#### Data to process ####

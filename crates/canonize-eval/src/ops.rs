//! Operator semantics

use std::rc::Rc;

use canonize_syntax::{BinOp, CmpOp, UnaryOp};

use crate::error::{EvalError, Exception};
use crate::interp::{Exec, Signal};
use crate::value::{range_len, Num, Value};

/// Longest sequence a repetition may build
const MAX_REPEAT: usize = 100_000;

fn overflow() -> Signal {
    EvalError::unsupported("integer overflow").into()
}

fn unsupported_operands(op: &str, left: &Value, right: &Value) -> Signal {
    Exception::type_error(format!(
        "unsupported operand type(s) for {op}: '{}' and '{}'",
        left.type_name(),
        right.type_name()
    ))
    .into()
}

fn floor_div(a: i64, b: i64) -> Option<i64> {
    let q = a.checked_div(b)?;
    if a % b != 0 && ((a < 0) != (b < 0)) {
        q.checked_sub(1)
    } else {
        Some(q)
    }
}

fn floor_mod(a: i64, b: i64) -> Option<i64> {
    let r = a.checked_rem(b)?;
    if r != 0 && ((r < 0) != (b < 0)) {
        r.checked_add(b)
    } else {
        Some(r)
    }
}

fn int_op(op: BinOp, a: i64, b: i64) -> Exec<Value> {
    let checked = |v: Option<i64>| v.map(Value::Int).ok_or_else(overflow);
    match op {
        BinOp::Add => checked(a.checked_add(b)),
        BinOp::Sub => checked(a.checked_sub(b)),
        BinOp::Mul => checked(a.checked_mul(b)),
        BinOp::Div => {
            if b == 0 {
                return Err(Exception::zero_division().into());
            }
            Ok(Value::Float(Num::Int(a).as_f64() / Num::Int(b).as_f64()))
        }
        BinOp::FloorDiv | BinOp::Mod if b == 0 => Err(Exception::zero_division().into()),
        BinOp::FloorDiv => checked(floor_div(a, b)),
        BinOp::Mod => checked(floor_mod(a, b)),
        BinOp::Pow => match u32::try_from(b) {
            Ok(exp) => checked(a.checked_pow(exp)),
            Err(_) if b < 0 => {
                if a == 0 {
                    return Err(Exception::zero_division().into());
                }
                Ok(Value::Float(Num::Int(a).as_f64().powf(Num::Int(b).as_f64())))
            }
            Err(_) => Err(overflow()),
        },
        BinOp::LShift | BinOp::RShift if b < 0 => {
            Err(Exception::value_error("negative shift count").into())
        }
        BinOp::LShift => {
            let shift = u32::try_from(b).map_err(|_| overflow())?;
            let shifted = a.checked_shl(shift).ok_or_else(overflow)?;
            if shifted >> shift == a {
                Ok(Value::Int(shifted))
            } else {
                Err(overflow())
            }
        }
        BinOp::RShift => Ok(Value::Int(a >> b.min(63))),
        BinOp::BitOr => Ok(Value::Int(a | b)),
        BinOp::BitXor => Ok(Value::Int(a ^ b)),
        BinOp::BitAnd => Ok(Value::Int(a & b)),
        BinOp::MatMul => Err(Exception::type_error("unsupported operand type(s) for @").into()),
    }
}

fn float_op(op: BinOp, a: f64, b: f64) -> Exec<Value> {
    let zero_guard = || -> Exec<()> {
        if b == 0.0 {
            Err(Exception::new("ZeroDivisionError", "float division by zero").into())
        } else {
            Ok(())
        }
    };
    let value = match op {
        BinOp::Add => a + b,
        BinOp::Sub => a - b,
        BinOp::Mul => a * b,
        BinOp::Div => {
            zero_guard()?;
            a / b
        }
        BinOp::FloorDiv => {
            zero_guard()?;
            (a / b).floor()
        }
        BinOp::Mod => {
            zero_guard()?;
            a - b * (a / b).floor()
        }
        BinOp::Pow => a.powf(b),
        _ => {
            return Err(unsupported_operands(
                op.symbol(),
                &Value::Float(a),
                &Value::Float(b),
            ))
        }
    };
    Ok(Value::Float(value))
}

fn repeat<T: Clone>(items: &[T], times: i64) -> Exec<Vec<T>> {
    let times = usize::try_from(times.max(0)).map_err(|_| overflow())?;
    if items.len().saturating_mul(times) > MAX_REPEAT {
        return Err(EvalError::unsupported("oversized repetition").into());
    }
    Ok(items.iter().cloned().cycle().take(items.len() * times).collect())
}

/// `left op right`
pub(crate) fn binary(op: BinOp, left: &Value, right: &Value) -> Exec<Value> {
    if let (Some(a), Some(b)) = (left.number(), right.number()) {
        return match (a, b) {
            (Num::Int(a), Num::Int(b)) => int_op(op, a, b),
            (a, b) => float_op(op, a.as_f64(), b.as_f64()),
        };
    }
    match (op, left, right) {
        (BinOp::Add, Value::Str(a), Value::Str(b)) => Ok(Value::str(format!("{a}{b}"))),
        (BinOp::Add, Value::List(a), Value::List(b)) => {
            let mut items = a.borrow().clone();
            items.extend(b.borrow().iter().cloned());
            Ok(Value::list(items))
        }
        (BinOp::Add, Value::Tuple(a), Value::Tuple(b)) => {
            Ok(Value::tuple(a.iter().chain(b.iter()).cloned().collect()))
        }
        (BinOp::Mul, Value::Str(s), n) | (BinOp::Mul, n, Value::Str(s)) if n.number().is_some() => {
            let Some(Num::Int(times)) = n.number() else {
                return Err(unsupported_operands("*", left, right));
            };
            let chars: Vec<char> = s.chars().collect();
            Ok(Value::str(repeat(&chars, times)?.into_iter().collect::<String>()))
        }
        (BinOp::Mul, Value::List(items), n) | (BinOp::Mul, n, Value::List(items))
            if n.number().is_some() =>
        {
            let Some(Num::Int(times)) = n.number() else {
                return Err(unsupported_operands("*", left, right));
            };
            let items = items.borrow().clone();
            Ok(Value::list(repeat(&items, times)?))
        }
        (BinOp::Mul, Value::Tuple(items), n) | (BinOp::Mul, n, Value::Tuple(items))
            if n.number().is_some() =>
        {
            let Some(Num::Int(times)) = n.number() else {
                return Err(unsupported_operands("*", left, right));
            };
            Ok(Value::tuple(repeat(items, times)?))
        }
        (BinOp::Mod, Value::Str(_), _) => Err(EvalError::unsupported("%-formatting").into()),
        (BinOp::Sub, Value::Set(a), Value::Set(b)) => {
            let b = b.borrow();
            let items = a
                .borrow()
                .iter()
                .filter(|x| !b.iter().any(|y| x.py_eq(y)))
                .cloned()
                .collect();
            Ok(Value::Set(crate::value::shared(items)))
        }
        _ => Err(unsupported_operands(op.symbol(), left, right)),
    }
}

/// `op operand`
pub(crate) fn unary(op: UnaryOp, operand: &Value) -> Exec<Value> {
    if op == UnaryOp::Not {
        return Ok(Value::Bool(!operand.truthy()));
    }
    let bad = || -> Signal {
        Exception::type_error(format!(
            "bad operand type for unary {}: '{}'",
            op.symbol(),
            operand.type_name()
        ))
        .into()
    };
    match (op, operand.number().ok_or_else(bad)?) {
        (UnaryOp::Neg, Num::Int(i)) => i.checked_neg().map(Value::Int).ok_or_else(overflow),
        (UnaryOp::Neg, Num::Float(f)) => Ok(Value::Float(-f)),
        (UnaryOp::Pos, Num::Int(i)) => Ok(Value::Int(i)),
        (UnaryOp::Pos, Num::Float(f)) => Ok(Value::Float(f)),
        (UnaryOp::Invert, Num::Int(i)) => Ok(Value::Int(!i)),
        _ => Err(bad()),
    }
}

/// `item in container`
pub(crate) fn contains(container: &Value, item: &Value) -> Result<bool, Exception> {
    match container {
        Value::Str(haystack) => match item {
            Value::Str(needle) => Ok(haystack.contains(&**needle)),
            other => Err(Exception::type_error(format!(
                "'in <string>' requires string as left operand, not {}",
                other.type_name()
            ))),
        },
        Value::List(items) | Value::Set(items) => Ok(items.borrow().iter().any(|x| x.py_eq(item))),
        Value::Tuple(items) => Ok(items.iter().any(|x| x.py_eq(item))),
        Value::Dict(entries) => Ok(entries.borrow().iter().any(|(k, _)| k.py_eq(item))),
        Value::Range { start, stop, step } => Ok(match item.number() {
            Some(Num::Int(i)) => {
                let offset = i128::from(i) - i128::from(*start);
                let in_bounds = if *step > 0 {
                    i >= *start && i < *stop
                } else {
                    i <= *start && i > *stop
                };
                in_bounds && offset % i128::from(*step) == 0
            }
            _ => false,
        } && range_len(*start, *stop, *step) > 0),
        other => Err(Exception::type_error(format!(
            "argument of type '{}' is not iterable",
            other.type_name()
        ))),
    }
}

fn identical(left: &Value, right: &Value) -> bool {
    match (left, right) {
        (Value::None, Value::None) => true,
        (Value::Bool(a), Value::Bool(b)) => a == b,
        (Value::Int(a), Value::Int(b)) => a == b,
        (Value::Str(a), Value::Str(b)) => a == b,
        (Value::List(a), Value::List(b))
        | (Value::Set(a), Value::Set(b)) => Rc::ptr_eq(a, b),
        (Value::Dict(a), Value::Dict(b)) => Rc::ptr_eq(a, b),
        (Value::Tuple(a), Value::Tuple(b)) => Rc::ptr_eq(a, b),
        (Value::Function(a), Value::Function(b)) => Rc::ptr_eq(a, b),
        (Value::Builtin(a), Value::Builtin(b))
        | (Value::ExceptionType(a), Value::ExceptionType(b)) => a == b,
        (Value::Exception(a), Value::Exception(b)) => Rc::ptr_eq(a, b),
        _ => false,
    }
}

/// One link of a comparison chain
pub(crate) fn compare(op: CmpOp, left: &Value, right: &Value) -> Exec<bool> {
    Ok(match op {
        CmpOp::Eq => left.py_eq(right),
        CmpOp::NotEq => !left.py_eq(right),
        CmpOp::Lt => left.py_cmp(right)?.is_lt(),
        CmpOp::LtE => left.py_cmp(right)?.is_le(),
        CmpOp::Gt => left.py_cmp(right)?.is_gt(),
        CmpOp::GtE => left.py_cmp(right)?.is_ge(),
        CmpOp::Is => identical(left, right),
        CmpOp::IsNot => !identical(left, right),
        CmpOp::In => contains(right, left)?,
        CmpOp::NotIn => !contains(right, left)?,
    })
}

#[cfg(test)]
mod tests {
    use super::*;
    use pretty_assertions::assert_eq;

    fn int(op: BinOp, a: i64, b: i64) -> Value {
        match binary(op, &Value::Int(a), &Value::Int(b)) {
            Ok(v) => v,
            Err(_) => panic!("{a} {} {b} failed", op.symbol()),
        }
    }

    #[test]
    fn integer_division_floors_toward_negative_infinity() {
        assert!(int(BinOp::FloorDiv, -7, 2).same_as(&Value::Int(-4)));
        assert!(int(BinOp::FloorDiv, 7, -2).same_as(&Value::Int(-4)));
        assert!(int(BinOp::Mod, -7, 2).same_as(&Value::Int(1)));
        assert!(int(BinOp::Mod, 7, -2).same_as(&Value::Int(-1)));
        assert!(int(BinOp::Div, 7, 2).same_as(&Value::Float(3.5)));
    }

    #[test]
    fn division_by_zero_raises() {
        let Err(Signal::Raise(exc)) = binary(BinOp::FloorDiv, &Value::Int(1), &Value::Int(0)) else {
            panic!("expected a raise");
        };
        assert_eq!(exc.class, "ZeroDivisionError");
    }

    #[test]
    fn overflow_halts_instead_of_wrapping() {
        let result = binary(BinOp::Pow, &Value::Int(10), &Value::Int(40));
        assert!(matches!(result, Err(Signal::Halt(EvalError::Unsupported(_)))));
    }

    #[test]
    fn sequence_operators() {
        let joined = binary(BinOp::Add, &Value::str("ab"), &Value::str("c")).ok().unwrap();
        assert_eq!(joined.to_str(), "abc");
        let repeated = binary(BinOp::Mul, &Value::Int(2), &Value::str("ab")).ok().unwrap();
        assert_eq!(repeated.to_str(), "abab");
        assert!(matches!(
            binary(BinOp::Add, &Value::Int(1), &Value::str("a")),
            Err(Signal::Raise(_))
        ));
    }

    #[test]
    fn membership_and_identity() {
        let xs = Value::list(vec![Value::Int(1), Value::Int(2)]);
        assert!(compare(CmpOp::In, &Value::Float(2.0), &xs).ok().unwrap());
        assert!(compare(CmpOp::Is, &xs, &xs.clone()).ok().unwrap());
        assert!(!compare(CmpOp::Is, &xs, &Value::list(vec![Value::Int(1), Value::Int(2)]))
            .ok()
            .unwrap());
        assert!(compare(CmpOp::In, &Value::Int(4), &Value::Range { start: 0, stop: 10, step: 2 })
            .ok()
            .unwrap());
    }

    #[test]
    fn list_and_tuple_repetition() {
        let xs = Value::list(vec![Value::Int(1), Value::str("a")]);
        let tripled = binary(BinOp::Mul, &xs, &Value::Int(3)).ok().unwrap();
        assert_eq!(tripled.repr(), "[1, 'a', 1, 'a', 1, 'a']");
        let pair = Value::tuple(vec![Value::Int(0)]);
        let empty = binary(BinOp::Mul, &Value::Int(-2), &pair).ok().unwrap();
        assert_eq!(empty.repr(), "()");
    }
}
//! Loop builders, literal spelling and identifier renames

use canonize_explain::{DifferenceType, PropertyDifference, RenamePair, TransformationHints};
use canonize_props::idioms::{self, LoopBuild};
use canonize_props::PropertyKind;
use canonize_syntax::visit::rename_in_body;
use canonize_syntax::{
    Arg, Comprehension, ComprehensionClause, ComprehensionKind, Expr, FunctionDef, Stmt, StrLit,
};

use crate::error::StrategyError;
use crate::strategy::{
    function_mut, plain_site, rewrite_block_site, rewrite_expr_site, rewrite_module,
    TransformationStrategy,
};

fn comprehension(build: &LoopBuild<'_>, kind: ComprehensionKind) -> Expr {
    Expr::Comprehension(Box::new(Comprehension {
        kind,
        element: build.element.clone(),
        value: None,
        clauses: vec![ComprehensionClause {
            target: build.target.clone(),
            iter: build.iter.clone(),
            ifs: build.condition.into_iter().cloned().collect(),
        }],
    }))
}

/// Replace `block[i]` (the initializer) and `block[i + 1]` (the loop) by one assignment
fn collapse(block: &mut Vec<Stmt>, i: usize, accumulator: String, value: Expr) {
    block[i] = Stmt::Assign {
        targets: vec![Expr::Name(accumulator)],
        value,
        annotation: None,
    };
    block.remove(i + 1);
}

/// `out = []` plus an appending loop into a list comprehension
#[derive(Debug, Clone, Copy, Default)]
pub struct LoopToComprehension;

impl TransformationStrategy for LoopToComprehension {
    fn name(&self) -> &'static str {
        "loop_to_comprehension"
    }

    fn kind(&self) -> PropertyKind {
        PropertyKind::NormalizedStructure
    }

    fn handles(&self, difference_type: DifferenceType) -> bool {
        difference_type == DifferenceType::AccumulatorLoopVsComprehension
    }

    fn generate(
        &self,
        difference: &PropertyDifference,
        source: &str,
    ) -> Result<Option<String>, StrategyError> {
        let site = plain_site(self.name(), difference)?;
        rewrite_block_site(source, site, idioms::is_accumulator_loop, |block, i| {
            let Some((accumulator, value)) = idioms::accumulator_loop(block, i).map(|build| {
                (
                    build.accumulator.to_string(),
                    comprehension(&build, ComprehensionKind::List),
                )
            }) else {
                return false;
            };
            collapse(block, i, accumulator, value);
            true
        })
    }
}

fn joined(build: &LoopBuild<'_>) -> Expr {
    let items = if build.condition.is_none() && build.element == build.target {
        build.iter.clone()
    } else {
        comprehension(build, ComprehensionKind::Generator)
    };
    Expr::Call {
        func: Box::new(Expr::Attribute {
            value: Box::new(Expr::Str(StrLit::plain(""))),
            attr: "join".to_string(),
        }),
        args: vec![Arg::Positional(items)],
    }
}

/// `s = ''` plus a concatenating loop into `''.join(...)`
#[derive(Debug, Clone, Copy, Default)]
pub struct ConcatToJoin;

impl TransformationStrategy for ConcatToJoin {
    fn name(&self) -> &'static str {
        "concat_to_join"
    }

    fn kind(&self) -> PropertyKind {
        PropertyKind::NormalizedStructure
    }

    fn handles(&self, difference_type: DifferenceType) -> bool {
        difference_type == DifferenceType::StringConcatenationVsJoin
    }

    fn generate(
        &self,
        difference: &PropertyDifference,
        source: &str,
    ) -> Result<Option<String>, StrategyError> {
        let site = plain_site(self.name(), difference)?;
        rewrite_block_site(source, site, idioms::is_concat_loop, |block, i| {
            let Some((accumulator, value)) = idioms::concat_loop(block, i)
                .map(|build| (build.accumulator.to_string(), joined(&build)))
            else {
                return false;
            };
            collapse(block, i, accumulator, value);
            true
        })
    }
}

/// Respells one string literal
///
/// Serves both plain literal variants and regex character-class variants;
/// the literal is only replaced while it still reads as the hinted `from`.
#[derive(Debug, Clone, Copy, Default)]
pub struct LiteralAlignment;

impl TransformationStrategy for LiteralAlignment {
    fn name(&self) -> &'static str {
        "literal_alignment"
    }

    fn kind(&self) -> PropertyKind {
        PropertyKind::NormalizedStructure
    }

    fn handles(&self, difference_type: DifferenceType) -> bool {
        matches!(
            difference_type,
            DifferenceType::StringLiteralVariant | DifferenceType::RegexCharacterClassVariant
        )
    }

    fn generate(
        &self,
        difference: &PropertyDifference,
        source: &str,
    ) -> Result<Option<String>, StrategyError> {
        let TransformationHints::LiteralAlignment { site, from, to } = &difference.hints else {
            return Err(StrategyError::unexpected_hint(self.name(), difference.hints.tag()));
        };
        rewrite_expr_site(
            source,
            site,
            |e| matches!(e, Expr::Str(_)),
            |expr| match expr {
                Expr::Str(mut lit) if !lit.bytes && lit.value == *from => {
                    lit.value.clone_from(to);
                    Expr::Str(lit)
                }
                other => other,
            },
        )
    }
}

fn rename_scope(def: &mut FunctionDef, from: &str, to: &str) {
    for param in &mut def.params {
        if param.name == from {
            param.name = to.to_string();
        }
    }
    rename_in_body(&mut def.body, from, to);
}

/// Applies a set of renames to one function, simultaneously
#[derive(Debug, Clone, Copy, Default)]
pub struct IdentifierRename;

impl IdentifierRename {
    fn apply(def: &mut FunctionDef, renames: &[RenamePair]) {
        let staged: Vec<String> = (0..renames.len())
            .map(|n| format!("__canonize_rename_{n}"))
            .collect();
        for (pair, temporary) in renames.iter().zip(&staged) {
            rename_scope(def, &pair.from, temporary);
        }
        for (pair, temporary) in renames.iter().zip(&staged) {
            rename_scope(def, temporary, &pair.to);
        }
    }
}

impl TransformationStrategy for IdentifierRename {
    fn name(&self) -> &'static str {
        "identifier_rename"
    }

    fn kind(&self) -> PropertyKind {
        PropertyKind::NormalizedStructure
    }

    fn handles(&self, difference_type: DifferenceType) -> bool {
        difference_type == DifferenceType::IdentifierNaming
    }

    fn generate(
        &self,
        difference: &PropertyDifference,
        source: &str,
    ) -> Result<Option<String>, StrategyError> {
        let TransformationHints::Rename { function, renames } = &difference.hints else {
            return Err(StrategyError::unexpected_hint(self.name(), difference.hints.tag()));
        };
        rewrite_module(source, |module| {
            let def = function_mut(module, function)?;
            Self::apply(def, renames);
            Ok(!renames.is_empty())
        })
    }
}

####

[What is required] The answer must consist of every line from the data that holds the string "Signal".

[Written solution]
use crate::interp::{Exec, Signal};
fn overflow() -> Signal {
fn unsupported_operands(op: &str, left: &Value, right: &Value) -> Signal {
    let bad = || -> Signal {
        let Err(Signal::Raise(exc)) = binary(BinOp::FloorDiv, &Value::Int(1), &Value::Int(0)) else {
        assert!(matches!(result, Err(Signal::Halt(EvalError::Unsupported(_)))));
            Err(Signal::Raise(_))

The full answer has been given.